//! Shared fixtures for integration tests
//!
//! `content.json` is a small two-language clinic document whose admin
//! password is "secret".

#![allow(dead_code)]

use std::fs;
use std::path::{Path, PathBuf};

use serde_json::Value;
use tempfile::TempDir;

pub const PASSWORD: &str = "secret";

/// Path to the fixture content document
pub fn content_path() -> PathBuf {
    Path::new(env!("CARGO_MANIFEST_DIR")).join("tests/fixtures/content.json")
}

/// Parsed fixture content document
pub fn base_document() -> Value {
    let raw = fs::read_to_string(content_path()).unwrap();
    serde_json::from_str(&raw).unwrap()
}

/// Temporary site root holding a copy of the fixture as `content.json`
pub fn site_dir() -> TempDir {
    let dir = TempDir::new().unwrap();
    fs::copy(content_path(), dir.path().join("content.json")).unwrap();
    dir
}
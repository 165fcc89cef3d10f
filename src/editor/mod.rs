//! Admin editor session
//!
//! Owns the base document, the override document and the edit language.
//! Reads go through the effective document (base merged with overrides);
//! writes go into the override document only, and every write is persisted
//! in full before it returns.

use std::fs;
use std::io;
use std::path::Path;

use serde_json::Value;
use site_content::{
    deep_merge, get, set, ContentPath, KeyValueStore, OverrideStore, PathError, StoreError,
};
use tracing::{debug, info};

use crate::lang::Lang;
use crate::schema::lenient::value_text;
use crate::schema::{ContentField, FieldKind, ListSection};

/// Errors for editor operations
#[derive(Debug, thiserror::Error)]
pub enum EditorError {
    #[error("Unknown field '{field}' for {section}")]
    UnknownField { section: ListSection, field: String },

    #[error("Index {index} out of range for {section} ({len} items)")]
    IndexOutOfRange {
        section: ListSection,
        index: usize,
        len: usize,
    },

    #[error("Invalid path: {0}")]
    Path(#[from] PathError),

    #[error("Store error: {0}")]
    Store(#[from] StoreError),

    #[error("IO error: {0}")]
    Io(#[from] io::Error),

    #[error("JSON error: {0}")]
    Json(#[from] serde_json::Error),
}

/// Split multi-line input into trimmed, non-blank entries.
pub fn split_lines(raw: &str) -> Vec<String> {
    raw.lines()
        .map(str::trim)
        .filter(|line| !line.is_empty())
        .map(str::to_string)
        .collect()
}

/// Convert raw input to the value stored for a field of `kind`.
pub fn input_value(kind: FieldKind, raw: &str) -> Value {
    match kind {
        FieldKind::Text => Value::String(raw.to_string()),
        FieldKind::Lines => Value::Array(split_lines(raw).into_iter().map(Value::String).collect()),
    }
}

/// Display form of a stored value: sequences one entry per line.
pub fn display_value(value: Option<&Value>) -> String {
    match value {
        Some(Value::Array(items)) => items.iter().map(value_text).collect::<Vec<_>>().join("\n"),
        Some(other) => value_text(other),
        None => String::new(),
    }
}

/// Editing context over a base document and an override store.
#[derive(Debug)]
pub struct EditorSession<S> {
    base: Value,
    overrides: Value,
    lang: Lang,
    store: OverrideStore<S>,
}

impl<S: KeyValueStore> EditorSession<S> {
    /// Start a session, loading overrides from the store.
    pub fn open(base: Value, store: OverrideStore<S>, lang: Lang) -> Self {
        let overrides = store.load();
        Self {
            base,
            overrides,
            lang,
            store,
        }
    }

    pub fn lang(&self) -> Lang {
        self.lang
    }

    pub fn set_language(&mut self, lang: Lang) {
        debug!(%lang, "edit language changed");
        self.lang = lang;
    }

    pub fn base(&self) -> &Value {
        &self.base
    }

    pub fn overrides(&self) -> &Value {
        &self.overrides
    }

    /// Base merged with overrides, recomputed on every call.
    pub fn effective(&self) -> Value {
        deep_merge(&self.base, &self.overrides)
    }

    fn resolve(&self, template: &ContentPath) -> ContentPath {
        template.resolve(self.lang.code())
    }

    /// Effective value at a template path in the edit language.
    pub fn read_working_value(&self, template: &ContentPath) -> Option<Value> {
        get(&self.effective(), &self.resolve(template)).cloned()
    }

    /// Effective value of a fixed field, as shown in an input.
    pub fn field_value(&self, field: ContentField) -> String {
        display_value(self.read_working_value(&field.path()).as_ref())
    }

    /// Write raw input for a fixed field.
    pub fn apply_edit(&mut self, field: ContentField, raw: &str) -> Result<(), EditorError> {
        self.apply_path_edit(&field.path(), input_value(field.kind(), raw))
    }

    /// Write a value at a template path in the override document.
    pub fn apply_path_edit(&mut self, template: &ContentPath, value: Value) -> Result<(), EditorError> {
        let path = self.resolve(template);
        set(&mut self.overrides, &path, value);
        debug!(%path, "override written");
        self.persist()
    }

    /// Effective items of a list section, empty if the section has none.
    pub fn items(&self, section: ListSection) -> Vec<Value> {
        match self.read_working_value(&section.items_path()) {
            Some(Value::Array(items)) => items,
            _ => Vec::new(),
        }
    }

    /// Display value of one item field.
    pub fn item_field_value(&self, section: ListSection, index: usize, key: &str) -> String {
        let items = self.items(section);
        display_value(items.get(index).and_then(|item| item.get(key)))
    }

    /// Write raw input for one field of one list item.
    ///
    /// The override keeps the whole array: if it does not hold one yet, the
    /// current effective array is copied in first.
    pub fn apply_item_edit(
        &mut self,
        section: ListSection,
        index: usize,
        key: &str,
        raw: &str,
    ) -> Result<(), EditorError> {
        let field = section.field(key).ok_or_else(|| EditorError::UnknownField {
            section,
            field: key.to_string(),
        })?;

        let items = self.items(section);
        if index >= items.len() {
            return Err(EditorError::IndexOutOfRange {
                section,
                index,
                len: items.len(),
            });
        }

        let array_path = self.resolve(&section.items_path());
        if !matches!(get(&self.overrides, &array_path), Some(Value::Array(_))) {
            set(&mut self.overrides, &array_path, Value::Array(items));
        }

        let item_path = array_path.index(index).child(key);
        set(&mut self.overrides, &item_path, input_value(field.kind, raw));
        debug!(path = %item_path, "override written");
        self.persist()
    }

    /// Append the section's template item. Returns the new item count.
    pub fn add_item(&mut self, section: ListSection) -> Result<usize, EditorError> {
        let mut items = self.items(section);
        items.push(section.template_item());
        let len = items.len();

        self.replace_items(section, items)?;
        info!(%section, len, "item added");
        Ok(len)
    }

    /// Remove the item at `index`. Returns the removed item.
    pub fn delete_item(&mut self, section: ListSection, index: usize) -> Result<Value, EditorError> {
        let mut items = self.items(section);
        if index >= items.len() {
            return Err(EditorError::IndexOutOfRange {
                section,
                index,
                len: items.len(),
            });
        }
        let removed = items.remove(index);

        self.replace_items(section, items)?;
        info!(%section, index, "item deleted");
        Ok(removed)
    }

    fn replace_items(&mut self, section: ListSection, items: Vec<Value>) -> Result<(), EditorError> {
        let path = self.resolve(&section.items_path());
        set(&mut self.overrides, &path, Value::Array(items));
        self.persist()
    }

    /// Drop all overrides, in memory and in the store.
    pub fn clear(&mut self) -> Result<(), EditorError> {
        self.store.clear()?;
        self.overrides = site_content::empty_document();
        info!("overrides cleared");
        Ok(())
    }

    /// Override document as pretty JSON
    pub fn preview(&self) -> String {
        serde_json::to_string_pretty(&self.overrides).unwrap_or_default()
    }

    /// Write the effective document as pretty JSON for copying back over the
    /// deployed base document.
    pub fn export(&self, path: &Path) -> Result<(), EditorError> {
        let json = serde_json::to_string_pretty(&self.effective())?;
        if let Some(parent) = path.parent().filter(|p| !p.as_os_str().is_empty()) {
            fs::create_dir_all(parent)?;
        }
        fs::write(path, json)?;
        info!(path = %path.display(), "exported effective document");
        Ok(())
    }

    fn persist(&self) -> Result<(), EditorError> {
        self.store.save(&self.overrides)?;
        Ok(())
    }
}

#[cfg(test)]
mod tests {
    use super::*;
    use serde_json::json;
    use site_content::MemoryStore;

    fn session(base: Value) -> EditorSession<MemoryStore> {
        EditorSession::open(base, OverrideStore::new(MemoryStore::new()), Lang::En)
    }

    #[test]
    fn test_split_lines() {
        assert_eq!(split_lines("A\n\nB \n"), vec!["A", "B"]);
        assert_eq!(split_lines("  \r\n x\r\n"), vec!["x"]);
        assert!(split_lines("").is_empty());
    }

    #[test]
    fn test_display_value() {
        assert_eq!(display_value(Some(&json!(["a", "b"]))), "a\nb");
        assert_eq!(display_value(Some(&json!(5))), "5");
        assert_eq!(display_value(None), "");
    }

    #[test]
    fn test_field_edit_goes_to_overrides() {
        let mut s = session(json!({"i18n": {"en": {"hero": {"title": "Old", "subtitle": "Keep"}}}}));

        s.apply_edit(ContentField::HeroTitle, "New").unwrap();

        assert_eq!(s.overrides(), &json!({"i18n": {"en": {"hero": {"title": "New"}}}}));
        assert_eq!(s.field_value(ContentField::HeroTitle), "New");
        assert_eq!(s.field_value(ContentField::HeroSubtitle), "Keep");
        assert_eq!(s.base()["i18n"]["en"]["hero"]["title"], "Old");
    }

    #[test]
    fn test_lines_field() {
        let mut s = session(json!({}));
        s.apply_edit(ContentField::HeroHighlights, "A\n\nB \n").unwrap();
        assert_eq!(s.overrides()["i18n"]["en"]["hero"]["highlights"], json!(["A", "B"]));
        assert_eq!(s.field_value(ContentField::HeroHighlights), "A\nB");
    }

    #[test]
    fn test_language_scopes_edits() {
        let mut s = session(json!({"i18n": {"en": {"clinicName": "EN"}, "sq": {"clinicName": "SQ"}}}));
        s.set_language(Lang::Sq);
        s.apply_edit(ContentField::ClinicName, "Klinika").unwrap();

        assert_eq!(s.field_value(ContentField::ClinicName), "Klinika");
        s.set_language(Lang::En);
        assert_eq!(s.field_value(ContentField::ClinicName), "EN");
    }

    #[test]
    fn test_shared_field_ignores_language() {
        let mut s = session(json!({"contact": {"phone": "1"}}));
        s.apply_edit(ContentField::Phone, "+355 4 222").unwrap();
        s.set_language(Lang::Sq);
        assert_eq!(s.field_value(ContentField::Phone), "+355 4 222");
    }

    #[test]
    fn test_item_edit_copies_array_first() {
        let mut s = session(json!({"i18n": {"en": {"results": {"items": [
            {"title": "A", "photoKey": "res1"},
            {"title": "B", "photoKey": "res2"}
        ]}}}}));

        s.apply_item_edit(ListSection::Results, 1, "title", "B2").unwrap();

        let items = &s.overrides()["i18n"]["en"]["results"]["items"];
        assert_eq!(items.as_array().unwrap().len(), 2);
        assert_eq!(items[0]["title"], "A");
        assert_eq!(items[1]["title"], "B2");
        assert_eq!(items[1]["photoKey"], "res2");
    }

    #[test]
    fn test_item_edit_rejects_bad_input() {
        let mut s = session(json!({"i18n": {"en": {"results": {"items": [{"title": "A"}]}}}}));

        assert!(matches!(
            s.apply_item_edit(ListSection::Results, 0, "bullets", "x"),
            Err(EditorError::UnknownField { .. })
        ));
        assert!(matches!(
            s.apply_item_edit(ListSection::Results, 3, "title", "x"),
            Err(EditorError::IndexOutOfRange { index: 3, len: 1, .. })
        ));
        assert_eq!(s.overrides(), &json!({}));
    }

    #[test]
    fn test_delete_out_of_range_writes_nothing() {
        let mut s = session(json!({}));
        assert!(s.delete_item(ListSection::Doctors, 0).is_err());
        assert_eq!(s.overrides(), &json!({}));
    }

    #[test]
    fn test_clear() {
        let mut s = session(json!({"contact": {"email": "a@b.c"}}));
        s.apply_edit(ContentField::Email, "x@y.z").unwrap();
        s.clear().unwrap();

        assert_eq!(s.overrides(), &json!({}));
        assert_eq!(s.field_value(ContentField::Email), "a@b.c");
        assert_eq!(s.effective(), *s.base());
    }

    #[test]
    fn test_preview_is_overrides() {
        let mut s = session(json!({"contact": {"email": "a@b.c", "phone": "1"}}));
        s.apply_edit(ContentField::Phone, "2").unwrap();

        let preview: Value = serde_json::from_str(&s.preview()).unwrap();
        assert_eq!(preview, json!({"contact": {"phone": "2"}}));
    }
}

Task details: In the data above, start at the line that has "Ok(removed)", stop after the line that has "self.store.clear()?;", and print every line in between exactly as it stands.

Result of this exercise:
        Ok(removed)
    }

    fn replace_items(&mut self, section: ListSection, items: Vec<Value>) -> Result<(), EditorError> {
        let path = self.resolve(&section.items_path());
        set(&mut self.overrides, &path, Value::Array(items));
        self.persist()
    }

    /// Drop all overrides, in memory and in the store.
    pub fn clear(&mut self) -> Result<(), EditorError> {
        self.store.clear()?;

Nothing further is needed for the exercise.